[Your task] Tally up the lines in the material where the word "flight" appears, then give the total and nothing else.

[Data records]
--------------------------------------------------
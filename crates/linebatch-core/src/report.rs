//! Run statistics, progress callbacks and the final summary.

use std::fmt;
use std::sync::atomic::{AtomicU64, Ordering};
use std::sync::Arc;
use std::time::{Duration, Instant};

use serde::Serialize;
use tracing::info;

/// Live counters of one run. Each counter only ever increases.
#[derive(Debug, Default)]
pub struct RunStats {
    attempted: AtomicU64,
    succeeded: AtomicU64,
    failed: AtomicU64,
    skipped_complete: AtomicU64,
    skipped_empty: AtomicU64,
    input_errors: AtomicU64,
}

impl RunStats {
    pub fn new() -> Self {
        Self::default()
    }

    pub fn record_attempted(&self) {
        self.attempted.fetch_add(1, Ordering::Relaxed);
    }

    pub fn record_succeeded(&self) {
        self.succeeded.fetch_add(1, Ordering::Relaxed);
    }

    pub fn record_failed(&self) {
        self.failed.fetch_add(1, Ordering::Relaxed);
    }

    pub fn record_skipped_complete(&self) {
        self.skipped_complete.fetch_add(1, Ordering::Relaxed);
    }

    pub fn record_skipped_empty(&self) {
        self.skipped_empty.fetch_add(1, Ordering::Relaxed);
    }

    pub fn record_input_error(&self) {
        self.input_errors.fetch_add(1, Ordering::Relaxed);
    }

    pub fn snapshot(&self) -> StatsSnapshot {
        StatsSnapshot {
            attempted: self.attempted.load(Ordering::Relaxed),
            succeeded: self.succeeded.load(Ordering::Relaxed),
            failed: self.failed.load(Ordering::Relaxed),
            skipped_complete: self.skipped_complete.load(Ordering::Relaxed),
            skipped_empty: self.skipped_empty.load(Ordering::Relaxed),
            input_errors: self.input_errors.load(Ordering::Relaxed),
        }
    }
}

/// Point-in-time copy of [`RunStats`].
#[derive(Debug, Clone, Copy, Default, PartialEq, Eq, Serialize)]
pub struct StatsSnapshot {
    /// Records handed to the transform (retries not counted separately).
    pub attempted: u64,
    pub succeeded: u64,
    /// Records written to the error log, including rejected identities.
    pub failed: u64,
    /// Records skipped because their identity was already in the output.
    pub skipped_complete: u64,
    /// Records the transform chose not to emit.
    pub skipped_empty: u64,
    /// Input lines that were not JSON objects.
    pub input_errors: u64,
}

impl StatsSnapshot {
    /// Records that reached a final outcome this run.
    pub fn finished(&self) -> u64 {
        self.succeeded + self.failed + self.skipped_empty
    }
}

/// Callback receiving a snapshot after every finished record.
pub type ProgressFn = Arc<dyn Fn(&StatsSnapshot) + Send + Sync>;

/// Summary of a completed (or cancelled) run.
#[derive(Debug, Clone, PartialEq)]
pub struct RunSummary {
    pub stats: StatsSnapshot,
    pub elapsed: Duration,
    /// The run stopped early on cancellation; unfinished records will be
    /// picked up by the next run.
    pub cancelled: bool,
    /// In-flight records cut off when the shutdown grace period ran out.
    pub aborted: u64,
}

impl RunSummary {
    /// Finished records per second of wall time.
    pub fn throughput(&self) -> f64 {
        let secs = self.elapsed.as_secs_f64();
        if secs > 0.0 {
            self.stats.finished() as f64 / secs
        } else {
            0.0
        }
    }

    /// Emit the summary as one structured log event.
    pub fn log(&self) {
        info!(
            attempted = self.stats.attempted,
            succeeded = self.stats.succeeded,
            failed = self.stats.failed,
            skipped_complete = self.stats.skipped_complete,
            skipped_empty = self.stats.skipped_empty,
            input_errors = self.stats.input_errors,
            elapsed_ms = self.elapsed.as_millis() as u64,
            throughput = self.throughput(),
            cancelled = self.cancelled,
            aborted = self.aborted,
            "run finished"
        );
    }
}

impl fmt::Display for RunSummary {
    fn fmt(&self, f: &mut fmt::Formatter<'_>) -> fmt::Result {
        let s = &self.stats;
        writeln!(f, "Attempted:        {}", s.attempted)?;
        writeln!(f, "Succeeded:        {}", s.succeeded)?;
        writeln!(f, "Failed:           {}", s.failed)?;
        writeln!(f, "Skipped (done):   {}", s.skipped_complete)?;
        writeln!(f, "Skipped (empty):  {}", s.skipped_empty)?;
        writeln!(f, "Input errors:     {}", s.input_errors)?;
        writeln!(f, "Elapsed:          {:.2}s", self.elapsed.as_secs_f64())?;
        write!(f, "Throughput:       {:.2} records/s", self.throughput())?;
        if self.cancelled {
            write!(f, "\n(cancelled before the input was exhausted)")?;
        }
        if self.aborted > 0 {
            write!(f, "\n({} in-flight records aborted, they run again next time)", self.aborted)?;
        }
        Ok(())
    }
}

/// Tracks statistics for one run and produces the summary.
pub(crate) struct RunReporter {
    stats: Arc<RunStats>,
    started: Instant,
    progress: Option<ProgressFn>,
}

impl RunReporter {
    pub(crate) fn new(progress: Option<ProgressFn>) -> Self {
        Self {
            stats: Arc::new(RunStats::new()),
            started: Instant::now(),
            progress,
        }
    }

    pub(crate) fn stats(&self) -> &Arc<RunStats> {
        &self.stats
    }

    pub(crate) fn progress(&self) -> Option<ProgressFn> {
        self.progress.clone()
    }

    pub(crate) fn finish(&self, cancelled: bool, aborted: u64) -> RunSummary {
        RunSummary {
            stats: self.stats.snapshot(),
            elapsed: self.started.elapsed(),
            cancelled,
            aborted,
        }
    }
}

/// Invoke `progress` with the current counters, if a callback is set.
pub(crate) fn notify(progress: Option<&ProgressFn>, stats: &RunStats) {
    if let Some(cb) = progress {
        cb(&stats.snapshot());
    }
}
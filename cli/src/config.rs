//! Config file loading and command-line overrides.

use std::path::{Path, PathBuf};

use anyhow::{Context, Result};
use clap::Args;
use linebatch_core::EngineConfig;
use serde::{Deserialize, Serialize};

use crate::logging::LogConfig;

/// Contents of a `--config` YAML file: engine settings at the top level plus
/// an optional `log:` section.
#[derive(Debug, Clone, Default, PartialEq, Serialize, Deserialize)]
pub struct FileConfig {
    #[serde(flatten)]
    pub engine: EngineConfig,
    #[serde(default)]
    pub log: LogConfig,
}

/// Read `path`, or fall back to defaults when no file was given.
pub fn load(path: Option<&Path>) -> Result<FileConfig> {
    let Some(path) = path else {
        return Ok(FileConfig::default());
    };
    let text = std::fs::read_to_string(path)
        .with_context(|| format!("reading config file {}", path.display()))?;
    serde_yaml::from_str(&text).with_context(|| format!("parsing config file {}", path.display()))
}

/// Engine settings that can be given on the command line.
#[derive(Debug, Clone, Default, Args)]
pub struct Overrides {
    /// Input JSON Lines file
    #[arg(short, long)]
    pub input: Option<PathBuf>,
    /// Output JSON Lines file (appended to, read back on restart)
    #[arg(short, long)]
    pub output: Option<PathBuf>,
    /// Error log file
    #[arg(short, long)]
    pub errors: Option<PathBuf>,
    /// Field holding each record's identity
    #[arg(long)]
    pub id_key: Option<String>,
    /// Output field that forces a record to be reprocessed when truthy
    #[arg(long, conflicts_with = "no_rerun")]
    pub rerun_key: Option<String>,
    /// Disable forced reruns
    #[arg(long)]
    pub no_rerun: bool,
    /// Maximum records in flight
    #[arg(long)]
    pub concurrency: Option<usize>,
    /// Maximum record starts per minute (0 = unlimited)
    #[arg(long)]
    pub rpm: Option<u32>,
    /// Successful results written per batch
    #[arg(long)]
    pub batch_size: Option<usize>,
    /// Retries per record after the first attempt
    #[arg(long)]
    pub retries: Option<u32>,
    /// HTTP request timeout in milliseconds
    #[arg(long)]
    pub timeout_ms: Option<u64>,
}

impl Overrides {
    pub fn apply(&self, config: &mut EngineConfig) {
        if let Some(p) = &self.input {
            config.input_path = p.clone();
        }
        if let Some(p) = &self.output {
            config.output_path = p.clone();
        }
        if let Some(p) = &self.errors {
            config.error_path = p.clone();
        }
        if let Some(k) = &self.id_key {
            config.id_key = k.clone();
        }
        if self.no_rerun {
            config.rerun_key = None;
        } else if let Some(k) = &self.rerun_key {
            config.rerun_key = Some(k.clone());
        }
        if let Some(n) = self.concurrency {
            config.max_concurrency = n;
        }
        if let Some(n) = self.rpm {
            config.requests_per_minute = n;
        }
        if let Some(n) = self.batch_size {
            config.write_batch_size = n;
        }
        if let Some(n) = self.retries {
            config.max_retries = n;
        }
        if let Some(ms) = self.timeout_ms {
            config.http_timeout_ms = ms;
        }
    }
}
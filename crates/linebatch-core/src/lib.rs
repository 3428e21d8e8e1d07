//! linebatch-core: resumable batch engine for JSON Lines record streams.
//!
//! # Overview
//!
//! The caller supplies a transformation (call an API, write to a database,
//! compute an embedding); the engine owns everything around it:
//!
//! ```text
//! Engine::run
//!   ├── Lifecycle      (shared HTTP client, startup/shutdown hooks)
//!   ├── ResumeTracker  (completion set from prior output)
//!   ├── WorkerPool     (input order, RateLimiter → Semaphore → spawn)
//!   │     └── RetryPolicy (exponential backoff + jitter per record)
//!   ├── ResultSink     (batched output, immediate error log)
//!   └── RunReporter    (counters, progress callback, final summary)
//! ```
//!
//! - [`Engine`]: the entry point, built from an [`EngineConfig`] and [`Hooks`]
//! - [`Context`]: shared resources handed to every transform call
//! - [`Outcome`] / [`Disposition`]: tagged per-record results
//! - [`policy`] module: rate limiter and retry policy, usable on their own

pub mod config;
pub mod engine;
pub mod error;
pub mod hooks;
pub mod jsonl;
pub mod lifecycle;
pub mod policy;
pub mod pool;
pub mod record;
pub mod report;
pub mod resume;
pub mod sink;

pub use config::EngineConfig;
pub use engine::Engine;
pub use error::{EngineError, HookError, TaskError};
pub use hooks::{Context, Hooks, ResourceMap};
pub use policy::{RateLimiter, RateLimiterConfig, Retryable, RetryConfig, RetryPolicy};
pub use record::{Disposition, Failure, Identity, IdentityKind, Outcome, Record};
pub use report::{RunSummary, StatsSnapshot};
pub use resume::{Decision, ResumeTracker, ScanReport};
pub use sink::{FailureEntry, ResultSink};

/// Re-exported so callers can build a token without depending on tokio-util.
pub use tokio_util::sync::CancellationToken;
--------------------------------------------------
[Solution] 3